## DATA SHOWN
========================================

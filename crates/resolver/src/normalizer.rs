//! Token folding and alias lookup.
//!
//! Folding is the single source of truth for "same text": trim, Unicode
//! compatibility decomposition, diacritic stripping, case folding, and
//! removal of every non-alphanumeric character. `"Living-Room"`,
//! `"living room"` and `"LIVING_ROOM"` all fold to `livingroom`; `"Küche"`
//! folds to `kuche`. CJK text survives folding untouched.

use std::collections::HashMap;

use hubmatch_core::{AliasError, AliasTable, Category};
use unicode_normalization::UnicodeNormalization;
use unicode_normalization::char::is_combining_mark;

/// Fold raw text into its comparison form.
pub fn fold(raw: &str) -> String {
    raw.trim()
        .nfkd()
        .filter(|c| !is_combining_mark(*c))
        .flat_map(char::to_lowercase)
        .filter(|c| c.is_alphanumeric())
        .collect()
}

/// Result of normalizing one token.
#[derive(Debug, Clone, PartialEq, Eq)]
pub struct Normalized {
    /// Canonical token on an alias hit, the folded input otherwise.
    pub token: String,
    pub alias_hit: bool,
    /// The configured alias text that matched.
    pub matched_alias: Option<String>,
}

impl Normalized {
    pub fn is_empty(&self) -> bool {
        self.token.is_empty()
    }
}

#[derive(Debug, Clone)]
struct AliasEntry {
    /// Folded canonical token.
    canonical: String,
    /// Canonical token as configured, for error messages.
    canonical_label: String,
    /// Alias text as configured.
    literal: String,
}

/// An alias table compiled into per-category reverse indices.
///
/// Building the index is where overlapping synonyms are caught: two
/// canonical tokens in one category may never claim the same folded text.
#[derive(Debug, Clone, Default)]
pub struct Normalizer {
    index: HashMap<Category, HashMap<String, AliasEntry>>,
}

impl Normalizer {
    /// A normalizer without aliases; it only folds.
    pub fn empty() -> Self {
        Self::default()
    }

    pub fn new(table: &AliasTable) -> Result<Self, AliasError> {
        let mut index = HashMap::new();
        for category in Category::ALL {
            index.insert(category, build_category(category, table)?);
        }
        Ok(Self { index })
    }

    /// Fold `raw` and resolve it through the alias table of `category`.
    pub fn normalize(&self, category: Category, raw: &str) -> Normalized {
        let folded = fold(raw);
        if folded.is_empty() {
            return Normalized {
                token: folded,
                alias_hit: false,
                matched_alias: None,
            };
        }

        match self.index.get(&category).and_then(|m| m.get(&folded)) {
            Some(entry) => Normalized {
                token: entry.canonical.clone(),
                alias_hit: true,
                matched_alias: Some(entry.literal.clone()),
            },
            None => Normalized {
                token: folded,
                alias_hit: false,
                matched_alias: None,
            },
        }
    }

    /// Number of folded keys indexed for a category.
    pub fn len(&self, category: Category) -> usize {
        self.index.get(&category).map_or(0, HashMap::len)
    }

    pub fn is_empty(&self) -> bool {
        self.index.values().all(HashMap::is_empty)
    }
}

fn build_category(
    category: Category,
    table: &AliasTable,
) -> Result<HashMap<String, AliasEntry>, AliasError> {
    let aliases = table.get(category);
    let mut canonicals: HashMap<String, &str> = HashMap::with_capacity(aliases.len());
    let mut index: HashMap<String, AliasEntry> = HashMap::new();

    for (label, synonyms) in aliases {
        let canonical = fold(label);
        if canonical.is_empty() {
            return Err(AliasError::EmptyCanonical { category });
        }
        if let Some(first) = canonicals.insert(canonical.clone(), label.as_str()) {
            return Err(AliasError::DuplicateCanonical {
                category,
                first: first.to_string(),
                second: label.clone(),
            });
        }

        claim(&mut index, category, &canonical, label, label)?;
        for synonym in synonyms {
            claim(&mut index, category, &canonical, label, synonym)?;
        }
    }

    Ok(index)
}

fn claim(
    index: &mut HashMap<String, AliasEntry>,
    category: Category,
    canonical: &str,
    canonical_label: &str,
    literal: &str,
) -> Result<(), AliasError> {
    let key = fold(literal);
    if key.is_empty() {
        return Ok(());
    }

    match index.get(&key) {
        Some(existing) if existing.canonical != canonical => Err(AliasError::AmbiguousExactAlias {
            category,
            synonym: literal.to_string(),
            first: existing.canonical_label.clone(),
            second: canonical_label.to_string(),
        }),
        Some(_) => Ok(()),
        None => {
            index.insert(
                key,
                AliasEntry {
                    canonical: canonical.to_string(),
                    canonical_label: canonical_label.to_string(),
                    literal: literal.to_string(),
                },
            );
            Ok(())
        }
    }
}

#[cfg(test)]
mod tests {
    use super::*;

    fn rooms() -> AliasTable {
        AliasTable::new()
            .with(Category::Room, "living_room", ["客厅", "keting", "Living Room", "lounge"])
            .with(Category::Room, "bedroom", ["卧室", "woshi", "bed room"])
            .with(Category::Floor, "1", ["一楼", "first floor", "ground"])
    }

    #[test]
    fn fold_strips_case_diacritics_and_punctuation() {
        assert_eq!(fold("  Living-Room "), "livingroom");
        assert_eq!(fold("LIVING_ROOM"), "livingroom");
        assert_eq!(fold("Küche"), "kuche");
        assert_eq!(fold("Salle à manger"), "salleamanger");
        assert_eq!(fold("客厅 灯"), "客厅灯");
        assert_eq!(fold("!!!"), "");
    }

    #[test]
    fn alias_hit_returns_canonical() {
        let normalizer = Normalizer::new(&rooms()).unwrap();
        let n = normalizer.normalize(Category::Room, "客厅");
        assert_eq!(n.token, "livingroom");
        assert!(n.alias_hit);
        assert_eq!(n.matched_alias.as_deref(), Some("客厅"));

        let floor = normalizer.normalize(Category::Floor, "First Floor");
        assert_eq!(floor.token, "1");
        assert!(floor.alias_hit);
    }

    #[test]
    fn canonical_token_is_its_own_alias() {
        let normalizer = Normalizer::new(&rooms()).unwrap();
        let n = normalizer.normalize(Category::Room, "Bedroom");
        assert_eq!(n.token, "bedroom");
        assert!(n.alias_hit);
    }

    #[test]
    fn miss_returns_folded_input() {
        let normalizer = Normalizer::new(&rooms()).unwrap();
        let n = normalizer.normalize(Category::Room, "Guest Room");
        assert_eq!(n.token, "guestroom");
        assert!(!n.alias_hit);
        assert!(n.matched_alias.is_none());
    }

    #[test]
    fn aliases_are_scoped_by_category() {
        let normalizer = Normalizer::new(&rooms()).unwrap();
        let n = normalizer.normalize(Category::DeviceName, "lounge");
        assert!(!n.alias_hit);
    }

    #[test]
    fn overlapping_synonyms_fail_fast() {
        let table = AliasTable::new()
            .with(Category::Room, "bedroom", ["master"])
            .with(Category::Room, "master_bedroom", ["Master"]);
        let err = Normalizer::new(&table).unwrap_err();
        assert_eq!(err.code(), "ambiguous_exact_alias");
    }

    #[test]
    fn synonym_equal_to_other_canonical_fails() {
        let table = AliasTable::new()
            .with(Category::Room, "study", ["office"])
            .with(Category::Room, "office", Vec::<String>::new());
        assert!(matches!(
            Normalizer::new(&table),
            Err(AliasError::AmbiguousExactAlias { .. })
        ));
    }

    #[test]
    fn colliding_canonicals_fail() {
        let table = AliasTable::new()
            .with(Category::Room, "living_room", Vec::<String>::new())
            .with(Category::Room, "Living Room", Vec::<String>::new());
        assert!(matches!(
            Normalizer::new(&table),
            Err(AliasError::DuplicateCanonical { .. })
        ));
    }

    #[test]
    fn empty_canonical_fails() {
        let table = AliasTable::new().with(Category::Floor, " - ", ["ground"]);
        assert_eq!(
            Normalizer::new(&table).unwrap_err(),
            AliasError::EmptyCanonical {
                category: Category::Floor
            }
        );
    }

    #[test]
    fn same_canonical_may_repeat_folded_synonyms() {
        let table = AliasTable::new().with(
            Category::Floor,
            "1",
            ["first_floor", "firstfloor", "First Floor"],
        );
        let normalizer = Normalizer::new(&table).unwrap();
        assert_eq!(normalizer.len(Category::Floor), 2);
    }
}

========================================

## WHAT YOU NEED TO DO
Determine how many lines of the records above contain the word "literal", and report only that number.

## RESULT FOR THIS TASK
6